Looking through the entries, count each line where the string "call" occurs, and write only the total.
── INPUT DATA ──
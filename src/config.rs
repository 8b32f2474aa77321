use anyhow::{Error, Result};
use clap::Parser;
use serde::{Deserialize, Serialize};

#[derive(Parser, Debug)]
#[command(version, about = "Stage-1 call routing backend")]
pub struct Cli {
    #[clap(long, default_value = "routingd.toml")]
    pub conf: Option<String>,
    /// Only start the diagnostic webserver, do not connect to the engine.
    #[clap(long, action)]
    pub web_only: bool,
}

#[derive(Debug, Deserialize, Serialize)]
pub struct Config {
    pub http_addr: String,
    pub log_level: Option<String>,
    pub log_file: Option<String>,
    #[serde(default)]
    pub store: StoreConfig,
    #[serde(default)]
    pub cache: CacheConfig,
    #[serde(default)]
    pub routing: RoutingConfig,
    #[serde(default)]
    pub engine: EngineConfig,
}

#[derive(Debug, Deserialize, Serialize, Clone)]
pub struct StoreConfig {
    pub url: String,
    pub max_connections: u32,
}

impl Default for StoreConfig {
    fn default() -> Self {
        Self {
            url: "postgres://routing@localhost/routing".to_string(),
            max_connections: 10,
        }
    }
}

#[derive(Debug, Deserialize, Serialize, Clone)]
#[serde(tag = "backend")]
#[serde(rename_all = "snake_case")]
pub enum CacheConfig {
    /// In-process map, single-server installations and tests.
    Memory,
    /// Shared table reachable by every routing daemon of the site.
    Database { url: String },
}

impl Default for CacheConfig {
    fn default() -> Self {
        Self::Memory
    }
}

/// A cooperating telephone server and how to reach it.
#[derive(Debug, Deserialize, Serialize, Clone)]
pub struct HomeServer {
    pub id: i32,
    pub address: String,
    #[serde(default = "default_oconnection_id")]
    pub oconnection_id: String,
}

fn default_oconnection_id() -> String {
    "local".to_string()
}

#[derive(Debug, Deserialize, Serialize, Clone)]
pub struct RoutingConfig {
    /// Home server id of this daemon's telephone server.
    #[serde(default = "default_local_server_id")]
    pub local_server_id: i32,
    #[serde(default)]
    pub servers: Vec<HomeServer>,
    /// Contact address for numbers outside the PBX.
    #[serde(default = "default_outbound_gateway")]
    pub outbound_gateway: String,
    #[serde(default = "default_forward_depth_limit")]
    pub forward_depth_limit: u32,
    #[serde(default = "default_request_timeout_ms")]
    pub request_timeout_ms: u64,
    /// Must outlast any single call's ring timeout.
    #[serde(default = "default_cache_ttl_secs")]
    pub cache_ttl_secs: u64,
}

fn default_local_server_id() -> i32 {
    1
}

fn default_outbound_gateway() -> String {
    "gateway".to_string()
}

fn default_forward_depth_limit() -> u32 {
    16
}

fn default_request_timeout_ms() -> u64 {
    5000
}

fn default_cache_ttl_secs() -> u64 {
    300
}

impl RoutingConfig {
    pub fn server(&self, id: i32) -> Option<&HomeServer> {
        self.servers.iter().find(|server| server.id == id)
    }
}

impl Default for RoutingConfig {
    fn default() -> Self {
        Self {
            local_server_id: default_local_server_id(),
            servers: Vec::new(),
            outbound_gateway: default_outbound_gateway(),
            forward_depth_limit: default_forward_depth_limit(),
            request_timeout_ms: default_request_timeout_ms(),
            cache_ttl_secs: default_cache_ttl_secs(),
        }
    }
}

#[derive(Debug, Deserialize, Serialize, Clone)]
pub struct EngineConfig {
    /// External-module port of the local telephone engine.
    pub addr: String,
    pub priority: u32,
}

impl Default for EngineConfig {
    fn default() -> Self {
        Self {
            addr: "127.0.0.1:5039".to_string(),
            priority: 90,
        }
    }
}

impl Default for Config {
    fn default() -> Self {
        Self {
            http_addr: "127.0.0.1:9042".to_string(),
            log_level: None,
            log_file: None,
            store: StoreConfig::default(),
            cache: CacheConfig::default(),
            routing: RoutingConfig::default(),
            engine: EngineConfig::default(),
        }
    }
}

impl Config {
    pub fn load(path: &str) -> Result<Self, Error> {
        let config = toml::from_str(
            &std::fs::read_to_string(path).map_err(|e| anyhow::anyhow!("{}: {}", e, path))?,
        )?;
        Ok(config)
    }
}

#[cfg(test)]
mod tests {
    use super::*;

    #[test]
    fn test_config_dump() {
        let mut config = Config::default();
        config.cache = CacheConfig::Database {
            url: "postgres://routing@localhost/routing".to_string(),
        };
        config.routing.servers = vec![
            HomeServer {
                id: 1,
                address: "dect.example.net".to_string(),
                oconnection_id: "local".to_string(),
            },
            HomeServer {
                id: 2,
                address: "sip.example.net".to_string(),
                oconnection_id: "local".to_string(),
            },
        ];
        let config_str = toml::to_string(&config).unwrap();
        let parsed: Config = toml::from_str(&config_str).unwrap();
        assert_eq!(parsed.routing.servers.len(), 2);
        assert_eq!(parsed.routing.server(2).unwrap().address, "sip.example.net");
        assert!(parsed.routing.server(3).is_none());
    }

    #[test]
    fn test_defaults() {
        let config: Config = toml::from_str("http_addr = \"0.0.0.0:9042\"").unwrap();
        assert_eq!(config.routing.forward_depth_limit, 16);
        assert_eq!(config.routing.cache_ttl_secs, 300);
        assert!(matches!(config.cache, CacheConfig::Memory));
        assert_eq!(config.engine.priority, 90);
    }
}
───
WRITTEN REPLY:
2